use std::collections::VecDeque;
use std::sync::Arc;

use anyhow::Result;
use serde::{Deserialize, Serialize};

use crate::models::FEATURE_COUNT;
use crate::scoring::features::FeatureVector;
use crate::scoring::model::{baseline_factory, sigmoid, LogisticModel, ModelFactory, RiskModel};

const ENABLE_LOGS: bool = true;

use crate::{log_debug, log_info};

/// When and how strongly user feedback moves the baseline model.
#[derive(Debug, Clone, Serialize, Deserialize, PartialEq)]
#[serde(default)]
pub struct AdapterConfig {
    /// Off means every session scores with the fixed baseline model
    pub enabled: bool,
    /// Samples needed before the first fit (both outcomes must be present)
    pub min_samples: usize,
    /// Weight given to the user-fitted model when blending
    pub blend_alpha: f64,
    pub learning_rate: f64,
    pub epochs: usize,
    pub l2: f64,
    /// Oldest feedback is dropped past this many samples
    pub max_history: usize,
}

impl Default for AdapterConfig {
    fn default() -> Self {
        Self {
            enabled: true,
            min_samples: 5,
            blend_alpha: 0.2,
            learning_rate: 0.5,
            epochs: 200,
            l2: 0.01,
            max_history: 500,
        }
    }
}

/// Baseline logistic model nudged toward one user's observed breakdowns.
///
/// The user model is refit from scratch on every new sample once enough
/// history exists, and blending always starts from the baseline weights, so
/// repeated feedback never compounds the nudge.
#[derive(Debug, Clone)]
pub struct PersonalizedModel {
    baseline: LogisticModel,
    active: LogisticModel,
    user: Option<LogisticModel>,
    history: VecDeque<(FeatureVector, bool)>,
    config: AdapterConfig,
}

impl PersonalizedModel {
    pub fn new(baseline: LogisticModel, config: AdapterConfig) -> Self {
        Self {
            active: baseline.clone(),
            baseline,
            user: None,
            history: VecDeque::new(),
            config,
        }
    }

    pub fn active(&self) -> &LogisticModel {
        &self.active
    }

    pub fn user_model(&self) -> Option<&LogisticModel> {
        self.user.as_ref()
    }

    pub fn sample_count(&self) -> usize {
        self.history.len()
    }

    fn has_both_outcomes(&self) -> bool {
        let positives = self.history.iter().filter(|(_, y)| *y).count();
        positives > 0 && positives < self.history.len()
    }

    fn adapt(&mut self) {
        if self.history.len() < self.config.min_samples {
            return;
        }
        if !self.has_both_outcomes() {
            log_debug!(
                "skipping adaptation: {} samples share one outcome",
                self.history.len()
            );
            return;
        }

        let user = fit_logistic(&self.history, &self.config);
        let alpha = self.config.blend_alpha.clamp(0.0, 1.0);

        let mut blended = self.baseline.clone();
        blended.bias = (1.0 - alpha) * self.baseline.bias + alpha * user.bias;
        for (slot, (base, learned)) in blended
            .weights
            .iter_mut()
            .zip(self.baseline.weights.iter().zip(user.weights.iter()))
        {
            *slot = (1.0 - alpha) * base + alpha * learned;
        }

        log_info!(
            "risk model adapted from {} feedback samples",
            self.history.len()
        );
        self.active = blended;
        self.user = Some(user);
    }
}

/// One personalised model per session, each starting from the baseline.
pub fn personalized_factory(config: AdapterConfig) -> ModelFactory {
    Arc::new(move || {
        Box::new(PersonalizedModel::new(LogisticModel::baseline(), config.clone()))
            as Box<dyn RiskModel>
    })
}

/// The factory sessions should use under `config`.
pub fn model_factory(config: &AdapterConfig) -> ModelFactory {
    if config.enabled {
        personalized_factory(config.clone())
    } else {
        baseline_factory()
    }
}

/// Deterministic full-batch gradient descent with L2 on the weights.
fn fit_logistic(samples: &VecDeque<(FeatureVector, bool)>, config: &AdapterConfig) -> LogisticModel {
    let mut model = LogisticModel {
        bias: 0.0,
        weights: [0.0; FEATURE_COUNT],
    };
    let n = samples.len() as f64;

    for _ in 0..config.epochs {
        let mut grad_w = [0.0; FEATURE_COUNT];
        let mut grad_b = 0.0;

        for (features, outcome) in samples {
            let target = if *outcome { 1.0 } else { 0.0 };
            let error = sigmoid(model.logit(features)) - target;
            grad_b += error;
            for (g, x) in grad_w.iter_mut().zip(features.values()) {
                *g += error * x;
            }
        }

        model.bias -= config.learning_rate * grad_b / n;
        for (w, g) in model.weights.iter_mut().zip(grad_w) {
            *w -= config.learning_rate * (g / n + config.l2 * *w);
        }
    }

    model
}

impl RiskModel for PersonalizedModel {
    fn predict(&self, features: &FeatureVector) -> Result<f64> {
        self.active.predict(features)
    }

    fn contributions(&self, features: &FeatureVector) -> Result<[f64; FEATURE_COUNT]> {
        self.active.contributions(features)
    }

    fn record_feedback(&mut self, features: &FeatureVector, actual_breakdown: bool) {
        self.history.push_back((*features, actual_breakdown));
        while self.history.len() > self.config.max_history.max(1) {
            self.history.pop_front();
        }
        self.adapt();
    }

    fn name(&self) -> &str {
        "personalized"
    }
}
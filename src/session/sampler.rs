use tokio::sync::mpsc;
use tokio::time::{Duration, MissedTickBehavior};
use tokio_util::sync::CancellationToken;

use crate::models::FeatureRecord;
use crate::session::loop_worker::SessionCommand;

const ENABLE_LOGS: bool = false;

use crate::log_info;

/// Pull-based telemetry source polled once per interval.
pub trait TelemetrySampler: Send + 'static {
    /// `None` skips this interval.
    fn sample(&mut self) -> Option<FeatureRecord>;
}

impl<F> TelemetrySampler for F
where
    F: FnMut() -> Option<FeatureRecord> + Send + 'static,
{
    fn sample(&mut self) -> Option<FeatureRecord> {
        self()
    }
}

/// Polls `sampler` every `interval_secs` and feeds the session worker.
pub async fn sampler_loop<S: TelemetrySampler>(
    mut sampler: S,
    interval_secs: u64,
    commands: mpsc::UnboundedSender<SessionCommand>,
    cancel_token: CancellationToken,
) {
    let mut ticker = tokio::time::interval(Duration::from_secs(interval_secs.max(1)));
    ticker.set_missed_tick_behavior(MissedTickBehavior::Delay);

    loop {
        tokio::select! {
            _ = ticker.tick() => {
                if let Some(record) = sampler.sample() {
                    if commands.send(SessionCommand::Telemetry(record)).is_err() {
                        log_info!("session worker gone; sampler stopping");
                        break;
                    }
                }
            }
            _ = cancel_token.cancelled() => {
                log_info!("sampler loop shutting down");
                break;
            }
        }
    }
}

***

Your goal →
Repeat the data word for word, starting at its first line and stopping after the line that contains "#[serde(default)]".

Reply to the task →
use std::collections::VecDeque;
use std::sync::Arc;

use anyhow::Result;
use serde::{Deserialize, Serialize};

use crate::models::FEATURE_COUNT;
use crate::scoring::features::FeatureVector;
use crate::scoring::model::{baseline_factory, sigmoid, LogisticModel, ModelFactory, RiskModel};

const ENABLE_LOGS: bool = true;

use crate::{log_debug, log_info};

/// When and how strongly user feedback moves the baseline model.
#[derive(Debug, Clone, Serialize, Deserialize, PartialEq)]
#[serde(default)]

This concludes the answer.